[Saved data entries]

· · ·

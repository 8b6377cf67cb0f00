//! Flat breakend text form
//!
//! One tab-separated line per [`CanonicalBreakend`], preceded by a single
//! `#` header line. Absent values are written as `.`.

use crate::adapter::CallerAdapter;
use crate::core::breakend::{AnnoInfo, CanonicalBreakend, InfoValue, MetaInfo, SourceTool, Strand};
use crate::core::error::{SvError, SvResult};
use crate::core::io::LineIterator;
use crate::core::source::RegionSource;
use crate::formats::vcf::{format_filter, format_info_entry, parse_filter};
use rayon::prelude::*;
use std::fs::File;
use std::io::{self, BufRead, BufWriter, Write};
use std::path::Path;
use thiserror::Error;

/// Column names of the flat form
pub const COLUMNS: [&str; 15] = [
    "id",
    "chrom_5p",
    "bkpos_5p",
    "strand_5p",
    "chrom_3p",
    "bkpos_3p",
    "strand_3p",
    "inner_ins",
    "span_reads",
    "junc_reads",
    "qual",
    "filter",
    "source_tool",
    "meta_info",
    "anno_info",
];

/// Records per rayon work unit in [`convert_calls`]
const CHUNK_SIZE: usize = 4096;

/// Flat-form line errors
#[derive(Debug, Error, PartialEq, Eq)]
pub enum SvParseError {
    #[error("Expected {expected} fields, found {found}")]
    FieldCount { expected: usize, found: usize },

    #[error("Empty {0} field")]
    EmptyField(&'static str),

    #[error("Invalid {field}: '{value}'")]
    InvalidNumber { field: &'static str, value: String },

    #[error("Invalid strand: '{0}'")]
    InvalidStrand(String),

    #[error("Unknown source tool: '{0}'")]
    UnknownTool(String),
}

/// Header line of the flat form
pub fn header_line() -> String {
    format!("#{}", COLUMNS.join("\t"))
}

fn or_dot<T: ToString>(value: Option<T>) -> String {
    value.map(|v| v.to_string()).unwrap_or_else(|| ".".to_string())
}

fn format_meta(meta: &MetaInfo) -> String {
    if meta.is_empty() {
        return ".".to_string();
    }
    meta.iter()
        .map(|(key, value)| format_info_entry(key, value))
        .collect::<Vec<_>>()
        .join(";")
}

fn format_anno(anno: Option<&AnnoInfo>) -> String {
    match anno {
        Some(anno) if !anno.is_empty() => anno
            .iter()
            .map(|(key, value)| format!("{}={}", key, value))
            .collect::<Vec<_>>()
            .join(";"),
        _ => ".".to_string(),
    }
}

/// Serialize one record, without a line ending
pub fn format_sv_line(record: &CanonicalBreakend) -> String {
    [
        record.id.clone(),
        record.chrom_5p.clone(),
        record.bkpos_5p.to_string(),
        record.strand_5p.to_string(),
        record.chrom_3p.clone(),
        record.bkpos_3p.to_string(),
        record.strand_3p.to_string(),
        or_dot(record.inner_ins.as_deref()),
        or_dot(record.span_reads),
        or_dot(record.junc_reads),
        or_dot(record.qual),
        format_filter(record.filter.as_deref()),
        record.source_tool.label().to_string(),
        format_meta(&record.meta_info),
        format_anno(record.anno_info.as_ref()),
    ]
    .join("\t")
}

fn optional(field: &str) -> Option<&str> {
    match field {
        "." => None,
        value => Some(value),
    }
}

fn number<T: std::str::FromStr>(field: &'static str, value: &str) -> Result<T, SvParseError> {
    value.parse().map_err(|_| SvParseError::InvalidNumber {
        field,
        value: value.to_string(),
    })
}

fn optional_number<T: std::str::FromStr>(
    field: &'static str,
    value: &str,
) -> Result<Option<T>, SvParseError> {
    optional(value).map(|v| number(field, v)).transpose()
}

/// Quality scores must be finite so records stay equal to themselves
fn quality(value: &str) -> Result<Option<f64>, SvParseError> {
    match optional_number::<f64>("qual", value)? {
        Some(q) if !q.is_finite() => Err(SvParseError::InvalidNumber {
            field: "qual",
            value: value.to_string(),
        }),
        q => Ok(q),
    }
}

fn strand(value: &str) -> Result<Strand, SvParseError> {
    let mut chars = value.chars();
    match (chars.next().and_then(Strand::from_char), chars.next()) {
        (Some(strand), None) => Ok(strand),
        _ => Err(SvParseError::InvalidStrand(value.to_string())),
    }
}

fn non_empty(name: &'static str, value: &str) -> Result<String, SvParseError> {
    if value.is_empty() {
        Err(SvParseError::EmptyField(name))
    } else {
        Ok(value.to_string())
    }
}

fn parse_meta(field: &str) -> MetaInfo {
    if field == "." {
        return MetaInfo::new();
    }
    field
        .split(';')
        .filter(|entry| !entry.is_empty())
        .map(|entry| match entry.split_once('=') {
            Some((key, ".")) => (key.to_string(), InfoValue::Null),
            Some((key, value)) => (key.to_string(), InfoValue::Text(value.to_string())),
            None => (entry.to_string(), InfoValue::Flag),
        })
        .collect()
}

fn parse_anno(field: &str) -> Option<AnnoInfo> {
    optional(field).map(|field| {
        field
            .split(';')
            .filter(|entry| !entry.is_empty())
            .map(|entry| match entry.split_once('=') {
                Some((key, value)) => (key.to_string(), value.to_string()),
                None => (entry.to_string(), String::new()),
            })
            .collect()
    })
}

/// Parse one flat-form line
pub fn parse_sv_line(line: &str) -> Result<CanonicalBreakend, SvParseError> {
    let fields: Vec<&str> = line.split('\t').collect();
    if fields.len() != COLUMNS.len() {
        return Err(SvParseError::FieldCount {
            expected: COLUMNS.len(),
            found: fields.len(),
        });
    }

    let source_tool = SourceTool::from_label(fields[12])
        .ok_or_else(|| SvParseError::UnknownTool(fields[12].to_string()))?;

    Ok(CanonicalBreakend {
        id: non_empty("id", fields[0])?,
        chrom_5p: non_empty("chrom_5p", fields[1])?,
        bkpos_5p: number("bkpos_5p", fields[2])?,
        strand_5p: strand(fields[3])?,
        chrom_3p: non_empty("chrom_3p", fields[4])?,
        bkpos_3p: number("bkpos_3p", fields[5])?,
        strand_3p: strand(fields[6])?,
        inner_ins: optional(fields[7]).map(str::to_string),
        span_reads: optional_number("span_reads", fields[8])?,
        junc_reads: optional_number("junc_reads", fields[9])?,
        qual: quality(fields[10])?,
        filter: parse_filter(fields[11]),
        source_tool,
        meta_info: parse_meta(fields[13]),
        anno_info: parse_anno(fields[14]),
    })
}

/// Flat-form writer; the header line is written on creation
pub struct SvWriter<W: Write> {
    inner: BufWriter<W>,
}

impl<W: Write> SvWriter<W> {
    pub fn new(inner: W) -> io::Result<Self> {
        let mut inner = BufWriter::with_capacity(128 * 1024, inner);
        writeln!(inner, "{}", header_line())?;
        Ok(Self { inner })
    }

    pub fn write_record(&mut self, record: &CanonicalBreakend) -> io::Result<()> {
        writeln!(self.inner, "{}", format_sv_line(record))
    }

    pub fn flush(&mut self) -> io::Result<()> {
        self.inner.flush()
    }
}

/// Flat-form reader; `#` lines and blank lines are skipped
pub struct SvReader<R: BufRead> {
    lines: LineIterator<R>,
}

impl<R: BufRead> SvReader<R> {
    pub fn new(reader: R) -> Self {
        Self {
            lines: LineIterator::new(reader),
        }
    }
}

impl<R: BufRead> Iterator for SvReader<R> {
    type Item = SvResult<CanonicalBreakend>;

    fn next(&mut self) -> Option<Self::Item> {
        loop {
            let line_number = self.lines.line_number() + 1;
            let line = match self.lines.next_line()? {
                Ok(line) => line,
                Err(err) => return Some(Err(SvError::Io(err))),
            };
            if line.is_empty() || line.starts_with('#') {
                continue;
            }
            return Some(parse_sv_line(line).map_err(|source| SvError::InvalidSvLine {
                line: line_number,
                source,
            }));
        }
    }
}

/// Statistics of a call-set conversion
#[derive(Debug, Default, Clone, PartialEq, Eq)]
pub struct ConversionStats {
    /// Source records read
    pub total: usize,
    /// Canonical records written
    pub written: usize,
    /// Source records that failed to canonicalize
    pub failed: usize,
}

/// Canonicalize every record of `source` into the flat form at `output`
///
/// Records that fail to canonicalize are written with their error to
/// `<output>.fail`. Output order follows input order.
pub fn convert_calls<S: RegionSource + ?Sized, P: AsRef<Path>>(
    source: &S,
    output: P,
    threads: usize,
) -> SvResult<ConversionStats> {
    let records = source.scan()?.collect::<SvResult<Vec<_>>>()?;
    let adapter: CallerAdapter = source.adapter();

    let pool = rayon::ThreadPoolBuilder::new()
        .num_threads(threads)
        .build()
        .map_err(|e| {
            SvError::Io(io::Error::new(
                io::ErrorKind::Other,
                format!("Failed to create thread pool: {}", e),
            ))
        })?;

    let results: Vec<Vec<Result<Vec<CanonicalBreakend>, String>>> = pool.install(|| {
        records
            .par_chunks(CHUNK_SIZE)
            .map(|chunk| {
                chunk
                    .iter()
                    .map(|record| {
                        adapter
                            .to_breakends(record)
                            .map_err(|err| format!("{}\t{}", record, err))
                    })
                    .collect()
            })
            .collect()
    });

    let output = output.as_ref();
    let mut fail_path = output.as_os_str().to_owned();
    fail_path.push(".fail");

    let mut writer = SvWriter::new(File::create(output)?)?;
    let mut fail_file = BufWriter::new(File::create(&fail_path)?);
    let mut stats = ConversionStats {
        total: records.len(),
        ..ConversionStats::default()
    };

    for result in results.into_iter().flatten() {
        match result {
            Ok(breakends) => {
                for breakend in &breakends {
                    writer.write_record(breakend)?;
                }
                stats.written += breakends.len();
            }
            Err(line) => {
                log::warn!("{}", line);
                writeln!(fail_file, "{}", line)?;
                stats.failed += 1;
            }
        }
    }
    writer.flush()?;
    fail_file.flush()?;

    Ok(stats)
}

#[cfg(test)]
mod tests {
    use super::*;
    use crate::core::source::VcfSource;

    fn sample() -> CanonicalBreakend {
        let mut meta = MetaInfo::new();
        meta.insert("TOOL".to_string(), InfoValue::Text("Lumpy".to_string()));
        meta.insert("IMPRECISE".to_string(), InfoValue::Flag);
        meta.insert("MATEID".to_string(), InfoValue::Null);
        CanonicalBreakend {
            id: "7".to_string(),
            chrom_5p: "chr1".to_string(),
            bkpos_5p: 100,
            strand_5p: Strand::Plus,
            chrom_3p: "chr2".to_string(),
            bkpos_3p: 500,
            strand_3p: Strand::Minus,
            inner_ins: Some("AC".to_string()),
            qual: Some(12.5),
            filter: Some(vec![]),
            span_reads: Some(3),
            junc_reads: None,
            meta_info: meta,
            anno_info: None,
            source_tool: SourceTool::Lumpy,
        }
    }

    #[test]
    fn test_format_line() {
        assert_eq!(
            format_sv_line(&sample()),
            "7\tchr1\t100\t+\tchr2\t500\t-\tAC\t3\t.\t12.5\tPASS\tLumpy\tIMPRECISE;MATEID=.;TOOL=Lumpy\t."
        );
    }

    #[test]
    fn test_parse_line() {
        let parsed = parse_sv_line(&format_sv_line(&sample())).unwrap();
        assert_eq!(parsed, sample());
    }

    #[test]
    fn test_parse_errors() {
        assert!(matches!(
            parse_sv_line("1\tchr1\t100"),
            Err(SvParseError::FieldCount { expected: 15, found: 3 })
        ));
        let line = format!("{}\textra", format_sv_line(&sample()));
        assert_eq!(
            parse_sv_line(&line),
            Err(SvParseError::FieldCount { expected: 15, found: 16 })
        );
        for qual in ["nan", "inf"] {
            let line = format_sv_line(&sample()).replace("\t12.5\t", &format!("\t{}\t", qual));
            assert_eq!(
                parse_sv_line(&line),
                Err(SvParseError::InvalidNumber {
                    field: "qual",
                    value: qual.to_string()
                })
            );
        }
        let line = format_sv_line(&sample()).replace("\t+\t", "\t*\t");
        assert_eq!(parse_sv_line(&line), Err(SvParseError::InvalidStrand("*".to_string())));
        let line = format_sv_line(&sample()).replace("Lumpy\tIMPRECISE", "Delly\tIMPRECISE");
        assert_eq!(parse_sv_line(&line), Err(SvParseError::UnknownTool("Delly".to_string())));
    }

    #[test]
    fn test_reader_reports_line() {
        let text = format!("{}\n{}\nbad line\n", header_line(), format_sv_line(&sample()));
        let mut reader = SvReader::new(text.as_bytes());
        assert!(reader.next().unwrap().is_ok());
        assert!(matches!(
            reader.next(),
            Some(Err(SvError::InvalidSvLine { line: 3, .. }))
        ));
        assert!(reader.next().is_none());
    }

    #[test]
    fn test_writer_emits_header() {
        let mut buf = Vec::new();
        {
            let mut writer = SvWriter::new(&mut buf).unwrap();
            writer.write_record(&sample()).unwrap();
            writer.flush().unwrap();
        }
        let text = String::from_utf8(buf).unwrap();
        let mut lines = text.lines();
        assert!(lines.next().unwrap().starts_with("#id\tchrom_5p"));
        assert!(lines.next().unwrap().starts_with("7\tchr1"));
    }

    #[test]
    fn test_convert_calls() -> SvResult<()> {
        let text = "#CHROM\tPOS\tID\tREF\tALT\tQUAL\tFILTER\tINFO\n\
chr1\t100\tinv\tN\t<INV>\t.\t.\tSVTYPE=INV;END=200\n\
chr1\t300\tbad\tN\t<DEL>\t.\t.\tSVTYPE=DEL\n\
chr1\t500\tdel\tN\t<DEL>\t.\t.\tSVTYPE=DEL;END=700\n";
        let source = VcfSource::from_text(text, CallerAdapter::Lumpy);
        let dir = tempfile::tempdir()?;
        let output = dir.path().join("calls.sv");

        let stats = convert_calls(&source, &output, 2)?;
        assert_eq!(stats, ConversionStats { total: 3, written: 3, failed: 1 });

        let ids: Vec<String> = SvReader::new(io::BufReader::new(File::open(&output)?))
            .map(|r| r.map(|b| b.id))
            .collect::<SvResult<_>>()?;
        assert_eq!(ids, vec!["inv.1_1", "inv.2_1", "del"]);

        let failures = std::fs::read_to_string(dir.path().join("calls.sv.fail"))?;
        assert!(failures.starts_with("chr1\t300\tbad"));
        assert!(failures.contains("missing END"));
        Ok(())
    }
}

· · ·

### Try it
From the entries above, extract every line where the word "const" appears.

### Expected output
pub const COLUMNS: [&str; 15] = [
const CHUNK_SIZE: usize = 4096;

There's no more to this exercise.